You should also provide your tax file number – while it’s not a legal obligation, it will ensure your contributions will be taxed at the (lower) superannuation rate.

Can I choose a superannuation fund or does my employer choose one for me?

Most people can choose their own superannuation fund. However, you might not have this option if you are a member of certain defined benefit funds or covered by certain industrial agreements. If you don’t choose a superannuation fund, your employer will choose one for you.

What is superannuation?

Superannuation is money set aside for your retirement. This money is automatically paid into your superannuation fund by your employer.

What is the difference between accumulation and defined benefit funds?

A majority of Australians are in accumulation funds. These funds grow according to the amount of money invested and the return on that money.

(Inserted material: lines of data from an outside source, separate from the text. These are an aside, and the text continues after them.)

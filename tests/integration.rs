use std::fs;
use std::path::Path;
use std::sync::Arc;

use log::Level;
use serde_json::{Value, json};
use tempfile::TempDir;

use mcp_file_server::protocol::{ToolCall, parse_request};
use mcp_file_server::utils::MemoryLog;
use mcp_file_server::{FailureKind, FileService, ServerConfig, ToolError, TraversalPolicy};

// Helper to build a service that records its log output
fn setup_service(config: ServerConfig) -> (FileService, Arc<MemoryLog>) {
    let log = Arc::new(MemoryLog::new());
    (FileService::new(&config, log.clone()), log)
}

// Helper to send one request line and decode the response
fn send_request(service: &FileService, request: Value) -> Value {
    let response = service.handle_request(parse_request(&request.to_string()));
    serde_json::from_str(&response.to_line().unwrap()).unwrap()
}

fn path_str(path: &Path) -> String {
    path.to_str().unwrap().to_string()
}

fn failure_kind(err: ToolError) -> FailureKind {
    match err {
        ToolError::Operation(e) => e.kind,
        other => panic!("expected an operation failure, got {other:?}"),
    }
}

#[test]
fn test_nested_write_then_overwrite_then_list() {
    let (service, _) = setup_service(ServerConfig::default());
    let root = TempDir::new().unwrap();
    let x = root.path().join("x");
    let out = x.join("y").join("out.txt");

    let first = service.write_file(&path_str(&out), "hello").unwrap();
    assert!(first.created);
    assert!(x.join("y").is_dir());

    let second = service.write_file(&path_str(&out), "hello2").unwrap();
    assert!(!second.created);
    assert_eq!(service.read_file(&path_str(&out)).unwrap(), "hello2");

    let listing = service.list_directory(&path_str(&x)).unwrap();
    assert_eq!(listing.total_entries, 1);
    let entry = &listing.entries[0];
    assert_eq!(entry.name, "y");
    assert_eq!(entry.kind, mcp_file_server::storage::EntryKind::Directory);
    assert_eq!(entry.size, None);
    assert_eq!(entry.path, path_str(&x.join("y")));
}

#[test]
fn test_list_directory_response_shape() {
    let (service, _) = setup_service(ServerConfig::default());
    let root = TempDir::new().unwrap();
    fs::create_dir(root.path().join("y")).unwrap();
    fs::write(root.path().join("readme.md"), "# hi\n").unwrap();

    let response = send_request(
        &service,
        json!({"id": 3, "tool": "list_directory", "arguments": {"directory_path": path_str(root.path())}}),
    );
    assert_eq!(response["id"], 3);

    let payload: Value =
        serde_json::from_str(response["result"]["content"].as_str().unwrap()).unwrap();
    assert_eq!(payload["directory"], path_str(root.path()));
    assert_eq!(payload["total_entries"], 2);

    let entries = payload["entries"].as_array().unwrap();
    assert_eq!(entries.len(), 2);
    assert_eq!(entries[0]["name"], "readme.md");
    assert_eq!(entries[0]["type"], "file");
    assert_eq!(entries[0]["size"], 5);
    assert!(entries[0]["modified"].is_string());
    assert_eq!(entries[1]["name"], "y");
    assert_eq!(entries[1]["type"], "directory");
    assert_eq!(entries[1]["size"], Value::Null);
    assert!(entries[1].get("error").is_none());
}

#[test]
fn test_round_trip_preserves_content() {
    let (service, _) = setup_service(ServerConfig::default());
    let root = TempDir::new().unwrap();
    let target = path_str(&root.path().join("round.txt"));

    for content in [
        "",
        "single line",
        "line one\nline two\r\nline three\n",
        "Unicode: 你好 мир 🚀 café",
        "trailing whitespace   \n\n",
        "embedded \0 nul is still text",
    ] {
        service.write_file(&target, content).unwrap();
        assert_eq!(service.read_file(&target).unwrap(), content);
    }
}

#[test]
fn test_wrong_kind_failures() {
    let (service, _) = setup_service(ServerConfig::default());
    let root = TempDir::new().unwrap();
    let file = root.path().join("file.txt");
    fs::write(&file, "x").unwrap();

    let err = service
        .read_file(&path_str(&root.path().join("missing.txt")))
        .unwrap_err();
    assert_eq!(failure_kind(err), FailureKind::NotFound);

    let err = service.read_file(&path_str(root.path())).unwrap_err();
    assert_eq!(failure_kind(err), FailureKind::NotAFile);

    let err = service.list_directory(&path_str(&file)).unwrap_err();
    assert_eq!(failure_kind(err), FailureKind::NotADirectory);
}

#[test]
fn test_invalid_utf8_never_returns_partial_text() {
    let (service, _) = setup_service(ServerConfig::default());
    let root = TempDir::new().unwrap();

    let binary = root.path().join("image.png");
    fs::write(&binary, b"\x89PNG\r\n\x1a\n\x00\x00\x00\rIHDR").unwrap();
    let response = send_request(
        &service,
        json!({"id": 1, "tool": "read_file", "arguments": {"file_path": path_str(&binary)}}),
    );
    assert!(response.get("result").is_none());
    assert_eq!(response["error"]["kind"], "binary_content");
    assert_eq!(response["error"]["class"], "invalid_request");

    let latin1 = root.path().join("latin1.txt");
    fs::write(&latin1, b"na\xefve r\xe9sum\xe9").unwrap();
    let response = send_request(
        &service,
        json!({"id": 2, "tool": "read_file", "arguments": {"file_path": path_str(&latin1)}}),
    );
    assert!(response.get("result").is_none());
    assert_eq!(response["error"]["kind"], "encoding_error");
}

#[test]
fn test_null_byte_path_is_invalid_params() {
    let (service, _) = setup_service(ServerConfig::default());
    let response = send_request(
        &service,
        json!({"id": 9, "tool": "read_file", "arguments": {"file_path": "/tmp/evil\u{0}.txt"}}),
    );
    assert_eq!(response["error"]["kind"], "invalid_path");
    assert_eq!(response["error"]["class"], "invalid_params");
    assert_eq!(response["error"]["code"], -32602);
}

#[test]
fn test_traversal_logged_and_rejected_by_default() {
    let (service, log) = setup_service(ServerConfig::default());
    let root = TempDir::new().unwrap();
    fs::write(root.path().join("secret.txt"), "top secret").unwrap();
    let raw = format!("{}/public/../secret.txt", root.path().display());

    let err = service.read_file(&raw).unwrap_err();
    assert_eq!(failure_kind(err), FailureKind::InvalidPath);

    let warnings = log.messages_at(Level::Warn);
    assert!(warnings.iter().any(|w| w.contains("traversal") && w.contains(&raw)));
    assert!(log.events().iter().all(|(_, m)| !m.contains("top secret")));
}

#[test]
fn test_traversal_logged_and_allowed_under_warn_policy() {
    let (service, log) = setup_service(ServerConfig {
        traversal_policy: TraversalPolicy::Warn,
        ..ServerConfig::default()
    });
    let root = TempDir::new().unwrap();
    fs::write(root.path().join("secret.txt"), "visible").unwrap();
    let raw = format!("{}/public/../secret.txt", root.path().display());

    assert_eq!(service.read_file(&raw).unwrap(), "visible");
    assert_eq!(log.messages_at(Level::Warn).len(), 1);
}

#[test]
fn test_relative_paths_resolve_against_working_directory() {
    let (service, _) = setup_service(ServerConfig::default());
    let validated = service.validator().validate("Cargo.toml").unwrap();
    assert_eq!(
        validated.as_path(),
        std::env::current_dir().unwrap().join("Cargo.toml")
    );
    assert!(service.read_file("Cargo.toml").unwrap().contains("[package]"));
}

#[test]
fn test_parameter_and_request_errors() {
    let (service, _) = setup_service(ServerConfig::default());

    let response = send_request(&service, json!({"id": 1, "tool": "write_file", "arguments": {"file_path": "/tmp/a.txt"}}));
    assert_eq!(response["error"]["class"], "invalid_params");

    let response = send_request(&service, json!({"id": 2, "tool": "format_disk", "arguments": {}}));
    assert_eq!(response["error"]["class"], "invalid_request");

    let response = send_request(&service, json!({"id": 3, "tool": "read_file", "arguments": {"file_path": ""}}));
    assert_eq!(response["error"]["kind"], "invalid_path");
}

#[test]
fn test_tool_catalog() {
    let (service, _) = setup_service(ServerConfig::default());
    let content = service.handle_call(&ToolCall::ListTools).unwrap();
    let tools: Value = serde_json::from_str(&content).unwrap();
    let names: Vec<_> = tools
        .as_array()
        .unwrap()
        .iter()
        .map(|t| t["name"].as_str().unwrap().to_string())
        .collect();
    assert_eq!(names, vec!["read_file", "write_file", "list_directory"]);
}

#[cfg(unix)]
#[test]
fn test_overwrite_keeps_file_permissions() {
    use std::os::unix::fs::PermissionsExt;

    let (service, _) = setup_service(ServerConfig::default());
    let root = TempDir::new().unwrap();
    let target = root.path().join("script.sh");
    fs::write(&target, "#!/bin/sh\n").unwrap();
    fs::set_permissions(&target, fs::Permissions::from_mode(0o755)).unwrap();

    service
        .write_file(&path_str(&target), "#!/bin/sh\necho hi\n")
        .unwrap();
    let mode = fs::metadata(&target).unwrap().permissions().mode() & 0o777;
    assert_eq!(mode, 0o755);
}

// Root ignores mode bits, so permission scenarios are skipped there
#[cfg(unix)]
fn permissions_enforced(scratch: &Path) -> bool {
    use std::os::unix::fs::PermissionsExt;

    let locked = scratch.join("locked-check");
    fs::create_dir(&locked).unwrap();
    fs::set_permissions(&locked, fs::Permissions::from_mode(0o555)).unwrap();
    let denied = fs::write(locked.join("f"), "").is_err();
    fs::set_permissions(&locked, fs::Permissions::from_mode(0o755)).unwrap();
    fs::remove_dir_all(&locked).unwrap();
    denied
}

#[cfg(unix)]
#[test]
fn test_permission_denied_is_internal_error_class() {
    use std::os::unix::fs::PermissionsExt;

    let (service, log) = setup_service(ServerConfig::default());
    let root = TempDir::new().unwrap();
    if !permissions_enforced(root.path()) {
        return;
    }

    let private = root.path().join("private.txt");
    fs::write(&private, "secret").unwrap();
    fs::set_permissions(&private, fs::Permissions::from_mode(0o000)).unwrap();
    let sealed = root.path().join("sealed");
    fs::create_dir(&sealed).unwrap();
    fs::set_permissions(&sealed, fs::Permissions::from_mode(0o000)).unwrap();
    let locked = root.path().join("locked");
    fs::create_dir(&locked).unwrap();
    fs::set_permissions(&locked, fs::Permissions::from_mode(0o555)).unwrap();

    let responses = [
        send_request(
            &service,
            json!({"id": 1, "tool": "read_file", "arguments": {"file_path": path_str(&private)}}),
        ),
        send_request(
            &service,
            json!({"id": 2, "tool": "list_directory", "arguments": {"directory_path": path_str(&sealed)}}),
        ),
        send_request(
            &service,
            json!({"id": 3, "tool": "write_file", "arguments": {
                "file_path": path_str(&locked.join("new.txt")),
                "content": "x"
            }}),
        ),
    ];

    fs::set_permissions(&private, fs::Permissions::from_mode(0o644)).unwrap();
    fs::set_permissions(&sealed, fs::Permissions::from_mode(0o755)).unwrap();
    fs::set_permissions(&locked, fs::Permissions::from_mode(0o755)).unwrap();

    for response in &responses {
        assert!(response.get("result").is_none());
        assert_eq!(response["error"]["kind"], "permission_denied");
        assert_eq!(response["error"]["class"], "internal_error");
        assert_eq!(response["error"]["code"], -32603);
    }
    assert_eq!(log.messages_at(Level::Error).len(), 3);
    assert!(!locked.join("new.txt").exists());
}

A minority of Australians are in defined benefit funds – many of which are now closed to new members. These funds give payouts according to specific rules, such as how long the worker has been with their employer and their final salary before they retired.

How do I combine several superannuation accounts into one account?

The process used to consolidate several superannuation accounts into one is the same process used to change superannuation funds. This can be done through your MyGov account or by filling out a rollover form and sending it to your chosen fund.

What fees do superannuation funds charge?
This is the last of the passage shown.